Uma escritora que gosto muito em certo momento passou a mensagem de que uma paixão é como pilhas e o coração como a bateria.
Refleti durante um tempo sobre isto mesmo e confesso que lhe dou toda a razão. As pilhas têm imensa carga inicialmente, vão-se desvanecendo e a certa altura terminam e não há grande volta a dar. Já o coração é como uma bateria porque esta precisa que alguém o recupere e lhe dê novamente carga e força quando se torna mais fraco.

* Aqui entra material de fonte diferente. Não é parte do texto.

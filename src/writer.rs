//! Encodes a [`Value`] tree into the binary wire format.
//!
//! Encoding is a single depth-first pass: each element is written into a
//! scratch buffer while its structural hash is computed from its children
//! bottom-up, then the caller decides between the small-list and
//! large-list framing once a list's full child count and hash are known.
//! Symbols are interned as they're encountered, so the final symbol table
//! is assembled only after the whole tree has been walked once.

use crate::error::{Error, Result};
use crate::hash;
use crate::limits::Limits;
use crate::symtab::Interner;
use crate::tag::{self, SEntryType};
use crate::value::Value;
use crate::varint;
use byteorder::{LittleEndian, WriteBytesExt};

/// Encodes `value` into a complete, self-contained buffer: version byte,
/// symbol table, then the root element.
pub fn write(value: &Value) -> Result<Vec<u8>> {
    write_with_limits(value, &Limits::default())
}

pub fn write_with_limits(value: &Value, limits: &Limits) -> Result<Vec<u8>> {
    let mut interner = Interner::new();
    let mut element_buf = Vec::new();
    write_element(value, &mut element_buf, &mut interner, limits, 0)?;

    let mut out = Vec::with_capacity(element_buf.len() + 16);
    out.push(tag::FORMAT_VERSION);
    varint::encode(&mut out, interner.len() as u64);
    for sym in interner.entries() {
        let bytes = sym.as_bytes();
        varint::encode(&mut out, bytes.len() as u64);
        out.extend_from_slice(bytes);
    }
    out.extend_from_slice(&element_buf);
    Ok(out)
}

/// Writes one element, returning its structural hash.
fn write_element(
    value: &Value,
    out: &mut Vec<u8>,
    interner: &mut Interner,
    limits: &Limits,
    depth: usize,
) -> Result<u32> {
    if depth > limits.max_depth {
        return Err(Error::Limit(format!(
            "nesting depth exceeds {}",
            limits.max_depth
        )));
    }

    match value {
        Value::Nil => {
            out.push(tag::TAG_NIL);
            Ok(0)
        }
        Value::Integer(v) => write_integer(*v, out),
        Value::Float(v) => write_float(*v, out),
        Value::Symbol(s) => write_symbol(s, out, interner, limits),
        Value::String(bytes) => write_string(bytes, out, limits),
        Value::List(items) => write_list(items, out, interner, limits, depth),
    }
}

fn write_integer(v: i64, out: &mut Vec<u8>) -> Result<u32> {
    if (tag::SMALLINT_MIN..=tag::SMALLINT_MAX).contains(&v) {
        let encoded = (v + tag::SMALLINT_BIAS) as u8;
        out.push(tag::TAG_SMALLINT | encoded);
    } else {
        out.push(tag::TAG_INTEGER);
        varint::encode(out, varint::zigzag_encode(v));
    }
    let type_hash = hash::hash_uint32(hash::INTEGER_TAG);
    let value_hash = hash::hash_int64(v);
    Ok(hash::hash_combine(type_hash, value_hash))
}

fn write_float(v: f64, out: &mut Vec<u8>) -> Result<u32> {
    out.push(tag::TAG_FLOAT);
    out.write_f64::<LittleEndian>(v).expect("Vec<u8> write cannot fail");
    let type_hash = hash::hash_uint32(hash::FLOAT_TAG);
    let value_hash = hash::hash_float64(v);
    Ok(hash::hash_combine(type_hash, value_hash))
}

fn write_symbol(
    s: &str,
    out: &mut Vec<u8>,
    interner: &mut Interner,
    limits: &Limits,
) -> Result<u32> {
    let idx = interner.intern(s, limits)?;
    out.push(tag::TAG_SYMBOL_REF);
    varint::encode(out, idx as u64);
    Ok(hash::hash_string_with_tag(hash::SYMBOL_TAG, s.as_bytes()))
}

fn write_string(bytes: &[u8], out: &mut Vec<u8>, limits: &Limits) -> Result<u32> {
    if bytes.len() > limits.max_string_len {
        return Err(Error::Limit(format!(
            "string of {} bytes exceeds {}",
            bytes.len(),
            limits.max_string_len
        )));
    }
    if bytes.len() <= tag::SHORT_STRING_MAX {
        out.push(tag::TAG_SHORT_STRING | bytes.len() as u8);
        out.extend_from_slice(bytes);
    } else {
        out.push(tag::TAG_LONG_STRING);
        varint::encode(out, bytes.len() as u64);
        out.extend_from_slice(bytes);
    }
    Ok(hash::hash_string_with_tag(hash::STRING_TAG, bytes))
}

fn write_list(
    items: &[Value],
    out: &mut Vec<u8>,
    interner: &mut Interner,
    limits: &Limits,
    depth: usize,
) -> Result<u32> {
    if items.is_empty() {
        out.push(tag::TAG_NIL);
        return Ok(0);
    }
    if items.len() > limits.max_list_len {
        return Err(Error::Limit(format!(
            "list of {} elements exceeds {}",
            items.len(),
            limits.max_list_len
        )));
    }

    let mut elements = Vec::new();
    let mut sentries = Vec::with_capacity(items.len());
    let mut child_hashes = Vec::with_capacity(items.len());

    for item in items {
        let elem_start = elements.len() as u32;
        let child_hash = write_element(item, &mut elements, interner, limits, depth + 1)?;
        child_hashes.push(child_hash);
        let sentry_ty = sentry_type_of(item);
        sentries.push(tag::sentry_make(sentry_ty, elem_start));
    }

    let count = items.len() as u32;
    let mut list_hash = hash::hash_uint32(count);
    list_hash = hash::hash_combine(list_hash, hash::hash_uint32(hash::LIST_TAG));
    for (i, &child_hash) in child_hashes.iter().enumerate() {
        list_hash = hash::combine_child(list_hash, child_hash, i);
    }

    if items.len() <= tag::SMALL_LIST_MAX {
        out.push(tag::TAG_LIST | items.len() as u8);
        varint::encode(out, elements.len() as u64);
        out.extend_from_slice(&elements);
    } else {
        out.push(tag::TAG_LIST);
        out.write_u32::<LittleEndian>(count).expect("Vec<u8> write cannot fail");
        out.write_u32::<LittleEndian>(list_hash).expect("Vec<u8> write cannot fail");
        for &entry in &sentries {
            out.write_u32::<LittleEndian>(entry).expect("Vec<u8> write cannot fail");
        }
        out.extend_from_slice(&elements);
    }

    Ok(list_hash)
}

/// An empty `Value::List` is written identically to `Value::Nil` (both are
/// the empty s-expression), so this never needs to classify one.
fn sentry_type_of(value: &Value) -> SEntryType {
    match value {
        Value::Nil => SEntryType::Nil,
        Value::Integer(_) => SEntryType::Integer,
        Value::Float(_) => SEntryType::Float,
        Value::Symbol(_) => SEntryType::Symbol,
        Value::String(_) => SEntryType::String,
        Value::List(items) if items.is_empty() => SEntryType::Nil,
        Value::List(_) => SEntryType::List,
    }
}

#[cfg(test)]
mod tests {
    use super::*;

    #[test]
    fn nil_encodes_to_version_plus_empty_symtab_plus_nil_tag() {
        let buf = write(&Value::Nil).unwrap();
        assert_eq!(buf, vec![tag::FORMAT_VERSION, 0x00, tag::TAG_NIL]);
    }

    #[test]
    fn empty_list_equals_nil_on_the_wire() {
        assert_eq!(write(&Value::List(vec![])).unwrap(), write(&Value::Nil).unwrap());
    }

    #[test]
    fn smallint_uses_inline_encoding() {
        let buf = write(&Value::Integer(5)).unwrap();
        assert_eq!(buf[2], tag::TAG_SMALLINT | 21);
    }

    #[test]
    fn large_integer_uses_varint_encoding() {
        let buf = write(&Value::Integer(1_000_000)).unwrap();
        assert_eq!(buf[2] & tag::TAG_MASK, tag::TAG_INTEGER);
    }

    #[test]
    fn repeated_symbol_interns_once() {
        let v = Value::List(vec![Value::symbol("x"), Value::symbol("x")]);
        let buf = write(&v).unwrap();
        // symbol count varint sits right after the version byte.
        assert_eq!(buf[1], 1);
    }

    #[test]
    fn five_element_list_uses_large_framing() {
        let v = Value::List((0..5).map(Value::Integer).collect());
        let buf = write(&v).unwrap();
        let tag_byte = buf[2];
        assert_eq!(tag_byte, tag::TAG_LIST);
    }

    #[test]
    fn four_element_list_uses_small_framing() {
        let v = Value::List((0..4).map(Value::Integer).collect());
        let buf = write(&v).unwrap();
        let tag_byte = buf[2];
        assert_eq!(tag_byte & tag::TAG_MASK, tag::TAG_LIST);
        assert_eq!(tag_byte & tag::DATA_MASK, 4);
    }

    #[test]
    fn depth_limit_is_enforced() {
        let mut v = Value::Nil;
        for _ in 0..10 {
            v = Value::List(vec![v]);
        }
        let limits = Limits {
            max_depth: 5,
            ..Limits::default()
        };
        assert!(write_with_limits(&v, &limits).is_err());
    }
}
//! A process-wide cached encoding of `nil`.
//!
//! `nil`'s binary encoding never varies — no symbols, a single tag byte —
//! so there is no reason to pay for `write(&Value::Nil)` more than once.

use crate::navigator::Cursor;
use crate::reader::Reader;
use crate::symtab::SymbolTable;
use crate::tag;
use std::sync::OnceLock;

static NIL_ENCODING: OnceLock<[u8; 3]> = OnceLock::new();

/// The canonical three-byte encoding of `nil`: version, zero symbols,
/// `TAG_NIL`.
pub fn encoded() -> &'static [u8] {
    NIL_ENCODING.get_or_init(|| [tag::FORMAT_VERSION, 0x00, tag::TAG_NIL])
}

/// A cursor over the cached `nil` encoding, for callers that want a
/// ready-made nil without constructing a [`crate::value::Value`] first.
pub fn cursor() -> Cursor<'static> {
    Cursor::new(encoded(), SymbolTable::new(), 2)
}

/// Same cursor, obtained the ordinary way, for callers that would rather
/// not depend on `nil`'s internal layout.
pub fn reader() -> Reader<'static> {
    Reader::open(encoded()).expect("the cached nil encoding is always valid")
}

#[cfg(test)]
mod tests {
    use super::*;
    use crate::tag::ValueType;

    #[test]
    fn cached_encoding_matches_a_freshly_written_nil() {
        use crate::value::Value;
        use crate::writer::write;
        assert_eq!(encoded(), write(&Value::Nil).unwrap().as_slice());
    }

    #[test]
    fn cursor_reads_back_as_nil() {
        assert_eq!(cursor().type_of().unwrap(), ValueType::Nil);
        assert_eq!(reader().root().type_of().unwrap(), ValueType::Nil);
    }

    #[test]
    fn repeated_calls_return_the_same_backing_bytes() {
        assert_eq!(encoded().as_ptr(), encoded().as_ptr());
    }
}
//! Parses the textual surface syntax — `(foo 1 2.5 "bar")` — into a
//! [`Value`] tree. Binary framing is entirely [`crate::writer`]'s job;
//! this module only tokenizes and builds the tree.

use crate::error::{Error, Result};
use crate::limits::Limits;
use crate::value::Value;

/// Parses `text` into a single value, using [`Limits::default`].
pub fn parse(text: &str) -> Result<Value> {
    parse_with_limits(text, Limits::default())
}

/// Parses `text` into a single value, enforcing `limits`.
pub fn parse_with_limits(text: &str, limits: Limits) -> Result<Value> {
    let mut p = Parser {
        bytes: text.as_bytes(),
        pos: 0,
        depth: 0,
        limits,
    };
    p.skip_whitespace();
    let value = p.parse_value()?;
    p.skip_whitespace();
    if p.pos < p.bytes.len() {
        return Err(Error::Input("trailing data after expression".into()));
    }
    Ok(value)
}

struct Parser<'a> {
    bytes: &'a [u8],
    pos: usize,
    depth: usize,
    limits: Limits,
}

impl<'a> Parser<'a> {
    fn peek(&self) -> Option<u8> {
        self.bytes.get(self.pos).copied()
    }

    fn skip_whitespace(&mut self) {
        loop {
            match self.peek() {
                Some(b) if b.is_ascii_whitespace() => self.pos += 1,
                Some(b';') => {
                    while self.pos < self.bytes.len() && self.bytes[self.pos] != b'\n' {
                        self.pos += 1;
                    }
                }
                _ => break,
            }
        }
    }

    fn parse_value(&mut self) -> Result<Value> {
        self.skip_whitespace();
        match self.peek() {
            None => Err(Error::Input("unexpected end of input".into())),
            Some(b'(') => self.parse_list(),
            Some(b'"') => self.parse_string(),
            _ => self.parse_atom(),
        }
    }

    fn parse_list(&mut self) -> Result<Value> {
        if self.depth >= self.limits.max_depth {
            return Err(Error::Limit(format!(
                "nesting depth exceeds {}",
                self.limits.max_depth
            )));
        }
        self.depth += 1;
        self.pos += 1; // '('
        self.skip_whitespace();

        let mut items = Vec::new();
        loop {
            self.skip_whitespace();
            match self.peek() {
                None => return Err(Error::Input("unterminated list".into())),
                Some(b')') => {
                    self.pos += 1;
                    break;
                }
                _ => {
                    if items.len() >= self.limits.max_list_len {
                        return Err(Error::Limit(format!(
                            "list length exceeds {}",
                            self.limits.max_list_len
                        )));
                    }
                    items.push(self.parse_value()?);
                }
            }
        }

        self.depth -= 1;
        Ok(Value::List(items))
    }

    fn parse_string(&mut self) -> Result<Value> {
        self.pos += 1; // opening quote
        let mut out = Vec::new();
        loop {
            match self.peek() {
                None => return Err(Error::Input("unterminated string".into())),
                Some(b'"') => {
                    self.pos += 1;
                    break;
                }
                Some(b'\\') => {
                    self.pos += 1;
                    let escaped = self
                        .peek()
                        .ok_or_else(|| Error::Input("unterminated string escape".into()))?;
                    out.push(match escaped {
                        b'n' => b'\n',
                        b't' => b'\t',
                        b'r' => b'\r',
                        b'\\' => b'\\',
                        b'"' => b'"',
                        other => other,
                    });
                    self.pos += 1;
                }
                Some(b) => {
                    out.push(b);
                    self.pos += 1;
                }
            }
        }
        if out.len() > self.limits.max_string_len {
            return Err(Error::Limit(format!(
                "string length exceeds {}",
                self.limits.max_string_len
            )));
        }
        Ok(Value::string(out))
    }

    /// A bare token: a number if it's made of digits with at most one
    /// leading sign and at most one `.`, a symbol otherwise. `nil` is the
    /// one reserved word.
    fn parse_atom(&mut self) -> Result<Value> {
        let start = self.pos;
        let mut is_number = true;
        let mut has_dot = false;
        let mut has_digit = false;

        while let Some(b) = self.peek() {
            if b.is_ascii_whitespace() || b == b'(' || b == b')' || b == b'"' || b == b';' {
                break;
            }
            match b {
                b'-' | b'+' => {
                    if self.pos != start {
                        is_number = false;
                    }
                }
                b'.' => {
                    if has_dot {
                        is_number = false;
                    }
                    has_dot = true;
                }
                b if b.is_ascii_digit() => has_digit = true,
                _ => is_number = false,
            }
            self.pos += 1;
        }

        if self.pos == start {
            return Err(Error::Input("empty atom".into()));
        }

        let token = std::str::from_utf8(&self.bytes[start..self.pos])
            .map_err(|_| Error::Input("atom is not valid UTF-8".into()))?;

        if token == "nil" {
            return Ok(Value::Nil);
        }

        is_number = is_number && has_digit;

        if is_number && has_dot {
            if let Ok(v) = token.parse::<f64>() {
                return Ok(Value::Float(v));
            }
        } else if is_number {
            if let Ok(v) = token.parse::<i64>() {
                return Ok(Value::Integer(v));
            }
        }

        Ok(Value::symbol(token))
    }
}

#[cfg(test)]
mod tests {
    use super::*;

    #[test]
    fn parses_nil() {
        assert_eq!(parse("nil").unwrap(), Value::Nil);
        assert_eq!(parse("()").unwrap(), Value::Nil);
    }

    #[test]
    fn parses_integers_and_negative_numbers() {
        assert_eq!(parse("42").unwrap(), Value::Integer(42));
        assert_eq!(parse("-7").unwrap(), Value::Integer(-7));
    }

    #[test]
    fn parses_floats() {
        assert_eq!(parse("3.5").unwrap(), Value::Float(3.5));
        assert_eq!(parse("-0.5").unwrap(), Value::Float(-0.5));
    }

    #[test]
    fn parses_symbols() {
        assert_eq!(parse("hello-world").unwrap(), Value::symbol("hello-world"));
        assert_eq!(parse("1.2.3").unwrap(), Value::symbol("1.2.3"));
        assert_eq!(parse("1-2").unwrap(), Value::symbol("1-2"));
    }

    #[test]
    fn parses_strings_with_escapes() {
        let v = parse(r#""a\nb\tc\"d""#).unwrap();
        assert_eq!(v, Value::string("a\nb\tc\"d".as_bytes()));
    }

    #[test]
    fn parses_nested_lists() {
        let v = parse("(1 (2 3) nil)").unwrap();
        assert_eq!(
            v,
            Value::List(vec![
                Value::Integer(1),
                Value::List(vec![Value::Integer(2), Value::Integer(3)]),
                Value::Nil,
            ])
        );
    }

    #[test]
    fn skips_comments() {
        let v = parse("(1 ; a comment\n 2)").unwrap();
        assert_eq!(v, Value::List(vec![Value::Integer(1), Value::Integer(2)]));
    }

    #[test]
    fn rejects_unterminated_list() {
        assert!(parse("(1 2").is_err());
    }

    #[test]
    fn rejects_unterminated_string() {
        assert!(parse("\"abc").is_err());
    }

    #[test]
    fn rejects_trailing_garbage() {
        assert!(parse("1 2").is_err());
    }

    #[test]
    fn enforces_depth_limit() {
        let limits = Limits {
            max_depth: 2,
            ..Limits::default()
        };
        assert!(parse_with_limits("(1)", limits).is_ok());
        assert!(parse_with_limits("((1))", limits).is_ok());
        assert!(parse_with_limits("(((1)))", limits).is_err());
    }
}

Parece uma ideia parva numa tentativa de explicar a diferença entre uma paixão e um amor, mas a verdade e, como já começa a ser costume, pensei em nós e confesso que me assustei ao deparar-me com o que te acabei de descrever. Assustei-me claramente por receio de que não passemos de pilhas e que não tenhamos a capacidade de recarregar a bateria um do outro. Pensei um pouco mais e percebi que faria de tudo para te recarregar a bateria sempre que ela ficasse mais fraca e espero que o faças comigo também. Mas amor, há ainda outra opção e a meu ver é das melhores, senão a melhor. Deixa-me explicar-te: uma paixão é bastante forte e intensa, louca até; um amor é talvez calmo, sereno e cómodo; com isto pensei: não quero que sejas somente uma pilha minha e não quero que sejas somente uma bateria, espero que sejas hoje, amanhã e daqui a muitos anos, a pilha recarregável que nunca tive e que me ames misturando tudo desde loucura a serenidade.
Pareço louca falando assim, escrevendo assim, transmitindo-te isto, mas quem mais seria perfeito para aturar as minhas loucura senão tu?